6.2 The financial statements shall be prepared in accordance with generally accepted accounting principles (GAAP) consistently applied and audited by an independent certified public accountant.
- DISTRIBUTION OF PROFITS AND LOSSES:
7.1 The Investor shall be entitled to receive their share of profits and bear their proportionate share of losses based on their ownership percentage.
7.2 Distribution of profits shall be made within [number of days] days following the end of the reporting period.
- DECISION-MAKING AND VOTING RIGHTS:
8.1 The Investor shall have the right to participate in major business decisions affecting the Company in proportion to their ownership interest. Such decisions may include but are not limited to changes in the business structure, mergers, acquisitions, or other significant transactions.
- REPRESENTATIONS AND WARRANTIES:
9.1. Company Representations:
The Company represents and warrants that it is duly organized and validly existing under the laws of the State of Georgia, and it has the authority to enter into this Agreement and perform its obligations herein. The Company further represents that there is no pending or threatened legal actions, proceedings, or claims that would adversely affect the Company’s ability to fulfill its obligations under this Agreement.

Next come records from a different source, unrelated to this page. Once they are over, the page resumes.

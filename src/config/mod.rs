//! Configuration module for the survey backend.
//!
//! All configuration is loaded from environment variables with sensible defaults.

use std::env;
use std::net::SocketAddr;
use std::path::PathBuf;

use crate::errors::ConfigError;
use crate::export::DEFAULT_TEMPLATE_ROWS;

/// Application configuration loaded from environment variables.
#[derive(Debug, Clone)]
pub struct Config {
    /// Path to SQLite database file
    pub db_path: PathBuf,
    /// Address to bind the server to
    pub bind_addr: SocketAddr,
    /// Log level (trace, debug, info, warn, error)
    pub log_level: String,
    /// CSV whose first rows head the export
    pub export_template: PathBuf,
    /// Where the export is written
    pub export_output: PathBuf,
    /// Number of template rows copied into the export
    pub template_rows: usize,
}

impl Config {
    /// Load configuration from environment variables.
    pub fn from_env() -> Result<Self, ConfigError> {
        dotenvy::dotenv().ok();

        let db_path = env::var("PARK_SURVEY_DB_PATH")
            .unwrap_or_else(|_| "./data/survey.sqlite".to_string())
            .into();

        let bind_addr = env::var("PARK_SURVEY_BIND_ADDR")
            .unwrap_or_else(|_| "127.0.0.1:8080".to_string())
            .parse()
            .map_err(|e: std::net::AddrParseError| ConfigError {
                variable: "PARK_SURVEY_BIND_ADDR",
                message: e.to_string(),
            })?;

        let log_level = env::var("PARK_SURVEY_LOG_LEVEL").unwrap_or_else(|_| "info".to_string());

        let export_template = env::var("PARK_SURVEY_EXPORT_TEMPLATE")
            .unwrap_or_else(|_| "./data/parkexample.csv".to_string())
            .into();

        let export_output = env::var("PARK_SURVEY_EXPORT_OUTPUT")
            .unwrap_or_else(|_| "./data/import.csv".to_string())
            .into();

        let template_rows = match env::var("PARK_SURVEY_TEMPLATE_ROWS") {
            Ok(value) => value.trim().parse().map_err(|e: std::num::ParseIntError| ConfigError {
                variable: "PARK_SURVEY_TEMPLATE_ROWS",
                message: e.to_string(),
            })?,
            Err(_) => DEFAULT_TEMPLATE_ROWS,
        };

        Ok(Self {
            db_path,
            bind_addr,
            log_level,
            export_template,
            export_output,
            template_rows,
        })
    }
}

#[cfg(test)]
mod tests {
    use super::*;

    const VARS: [&str; 6] = [
        "PARK_SURVEY_DB_PATH",
        "PARK_SURVEY_BIND_ADDR",
        "PARK_SURVEY_LOG_LEVEL",
        "PARK_SURVEY_EXPORT_TEMPLATE",
        "PARK_SURVEY_EXPORT_OUTPUT",
        "PARK_SURVEY_TEMPLATE_ROWS",
    ];

    // Both cases share one test since they mutate the process environment.
    #[test]
    fn test_config_from_env() {
        for var in VARS {
            env::remove_var(var);
        }

        let config = Config::from_env().unwrap();

        assert_eq!(config.db_path, PathBuf::from("./data/survey.sqlite"));
        assert_eq!(config.bind_addr.to_string(), "127.0.0.1:8080");
        assert_eq!(config.log_level, "info");
        assert_eq!(config.export_template, PathBuf::from("./data/parkexample.csv"));
        assert_eq!(config.export_output, PathBuf::from("./data/import.csv"));
        assert_eq!(config.template_rows, 3);

        env::set_var("PARK_SURVEY_TEMPLATE_ROWS", "three");
        let err = Config::from_env().unwrap_err();
        assert_eq!(err.variable, "PARK_SURVEY_TEMPLATE_ROWS");
        env::remove_var("PARK_SURVEY_TEMPLATE_ROWS");
    }
}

9.2. Investor Representations:
The Investor represents and warrants that they have the legal capacity and authority to enter into this Agreement and perform their obligations herein. The Investor further represents that they have conducted their own due diligence and have sufficient knowledge and experience in investing to make an informed decision.
- TRANSFER OF OWNERSHIP:
10.1 The Investor agrees that their ownership interest in the Company is non-transferable, unless otherwise mutually agreed upon by both parties in writing. Any attempted transfer in violation of this provision shall be null and void.
- CONFIDENTIALITY:
11.1 During the term of this Agreement and thereafter, the parties agree to keep all information related to the Artist’s career, business affairs, finances, strategies, and any other confidential information disclosed by either party in connection with this Agreement confidential. The parties shall not disclose such confidential information to any third party without the prior written consent of the disclosing party, except as required by law.
- TERMINATION:
12.1 This Agreement may be terminated at any time by mutual agreement of both parties. Upon termination, the parties shall fulfill any outstanding obligations, return any remaining funds or assets, and mutually release each other from further claims or liabilities. Certain provisions, such as confidentiality and dispute resolution, shall survive termination. Termination must be in writing and executed by authorized representatives of both parties.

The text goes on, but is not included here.